Part of the Blue Primer series, learn how to use Splunk to search through massive amounts of information.
One of your users at Wayne Enterprises has managed to get their machine infected, work your way through this second scenario to discover how it happened! Don’t hesitate to use the material provided to give you a nudge!
What was the most likely IP address of we8105desk on 24AUG2016?
What is the name of the USB key inserted by Bob Smith?
After the USB insertion, a file execution occurs that is the initial Cerber infection. This file execution creates two additional processes. What is the name of the file?
During the initial Cerber infection a VB script is run. The entire script from this execution, pre-pended by the name of the launching .exe, can be found in a field in Splunk. What is the length in characters of this field?
Bob Smith’s workstation (we8105desk) was connected to a file server during the ransomware outbreak. What is the IP address of the file server?
What was the first suspicious domain visited by we8105desk on 24AUG2016?
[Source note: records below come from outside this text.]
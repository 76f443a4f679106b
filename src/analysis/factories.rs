//! Factory interfaces and their provision points

use crate::analysis::helper::{AnalyzerHelper, Member};
use crate::core::ScabbardResult;
use crate::metadata::{ClassDecl, Declaration, MethodDecl};
use crate::model::{Factory, FactoryInjectee, FactoryProvisionPoint, Injectee};
use scabbard_core::types::Type;
use tracing::debug;

/// Suffix of the generated factory implementation
pub const FACTORY_SUFFIX: &str = "$$Factory";

pub struct FactoriesAnalyzer<'h, 'a> {
    helper: &'h AnalyzerHelper<'a>,
}

impl<'h, 'a> FactoriesAnalyzer<'h, 'a> {
    pub fn new(helper: &'h AnalyzerHelper<'a>) -> Self {
        Self { helper }
    }

    pub fn analyze(&self) -> ScabbardResult<Vec<Factory>> {
        let marker = &self.helper.config().markers.factory;
        let mut factories = Vec::new();

        for class in self.helper.metadata().types_annotated_with(marker) {
            let factory = self.analyze_factory(class)?;
            debug!(
                "Factory {} with {} provision point(s)",
                factory.factory_type,
                factory.provision_points.len()
            );
            factories.push(factory);
        }

        Ok(factories)
    }

    fn analyze_factory(&self, class: &ClassDecl) -> ScabbardResult<Factory> {
        let qualifier = self.helper.find_qualifier(class, class.name.as_str());
        let mut provision_points = Vec::new();

        for method in &class.methods {
            if method.is_static() || method.is_constructor() {
                continue;
            }
            if let Some(point) = self.analyze_method(class, method)? {
                provision_points.push(point);
            }
        }

        Ok(Factory {
            factory_type: class.name.clone(),
            implementation_type: class.name.nested(FACTORY_SUFFIX),
            qualifier,
            provision_points,
        })
    }

    /// Pair a factory method with the constructor it calls.
    ///
    /// Every problem is reported and skips the method.
    fn analyze_method(
        &self,
        factory: &ClassDecl,
        method: &MethodDecl,
    ) -> ScabbardResult<Option<FactoryProvisionPoint>> {
        let markers = &self.helper.config().markers;
        let reporter = self.helper.reporter();
        let context = format!("{}.{}", factory.name, method.signature());

        let produced_type = match method.annotation(&markers.factory_return) {
            Some(annotation) => annotation
                .class_value("value")?
                .cloned()
                .unwrap_or_else(|| method.return_type.clone()),
            None => method.return_type.clone(),
        };
        let Type::Class(produced_class) = &produced_type else {
            reporter.report_error(format!(
                "Factory method {} must produce a class, found {}",
                context, produced_type
            ));
            return Ok(None);
        };
        let Some(target) = self.helper.metadata().find_class(produced_class) else {
            reporter.report_error(format!(
                "Factory method {} produces {} which cannot be found",
                context, produced_class
            ));
            return Ok(None);
        };

        let constructors: Vec<&MethodDecl> = target
            .constructors()
            .filter(|c| c.has_annotation(&markers.factory_inject))
            .collect();
        let [constructor] = constructors.as_slice() else {
            reporter.report_error(format!(
                "Class {} produced by {} must have exactly one @{} constructor, found {}",
                target.name,
                context,
                markers.factory_inject,
                constructors.len()
            ));
            return Ok(None);
        };

        let method_injectees: Vec<Injectee> = method
            .parameters
            .iter()
            .enumerate()
            .map(|(index, parameter)| {
                let qualifier = self
                    .helper
                    .find_qualifier(parameter, &format!("parameter {} of {}", index, context));
                self.helper.to_injectee(&parameter.parameter_type, qualifier)
            })
            .collect();
        for (index, injectee) in method_injectees.iter().enumerate() {
            if method_injectees[..index].contains(injectee) {
                reporter.report_error(format!(
                    "Factory method {} has more than one parameter for {}",
                    context, injectee
                ));
                return Ok(None);
            }
        }

        let injection_point = self
            .helper
            .to_injection_point(&target.name, Member::Method(constructor));
        let mut injectees = Vec::with_capacity(constructor.parameters.len());
        let mut valid = true;
        for (parameter, injectee) in constructor
            .parameters
            .iter()
            .zip(injection_point.injectees())
        {
            if !parameter.has_annotation(&markers.factory_parameter) {
                injectees.push(FactoryInjectee::FromInjector(injectee.clone()));
                continue;
            }
            match method_injectees.iter().position(|m| m == injectee) {
                Some(argument_index) => injectees.push(FactoryInjectee::FromMethod {
                    injectee: injectee.clone(),
                    argument_index,
                }),
                None => {
                    reporter.report_error(format!(
                        "Parameter {} of {} constructor is marked @{} but {} has no matching parameter",
                        injectee, target.name, markers.factory_parameter, context
                    ));
                    valid = false;
                }
            }
        }
        if !valid {
            return Ok(None);
        }

        Ok(Some(FactoryProvisionPoint {
            container_type: factory.name.clone(),
            method: method.clone(),
            produced_type,
            injection_point,
            injectees,
        }))
    }
}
The malware downloads a file that contains the Cerber ransomware cryptor code. What is the name of that file?
What is the parent process ID of 121214.tmp?
Amongst the Suricata signatures that detected the Cerber malware, which signature ID alerted the fewest number of times?
The Cerber ransomware encrypts files located in Bob Smith’s Windows profile. How many .txt files does it encrypt?
How many distinct PDFs did the ransomware encrypt on the remote file server?
What fully qualified domain name (FQDN) does the Cerber ransomware attempt to direct the user to at the end of its encryption phase?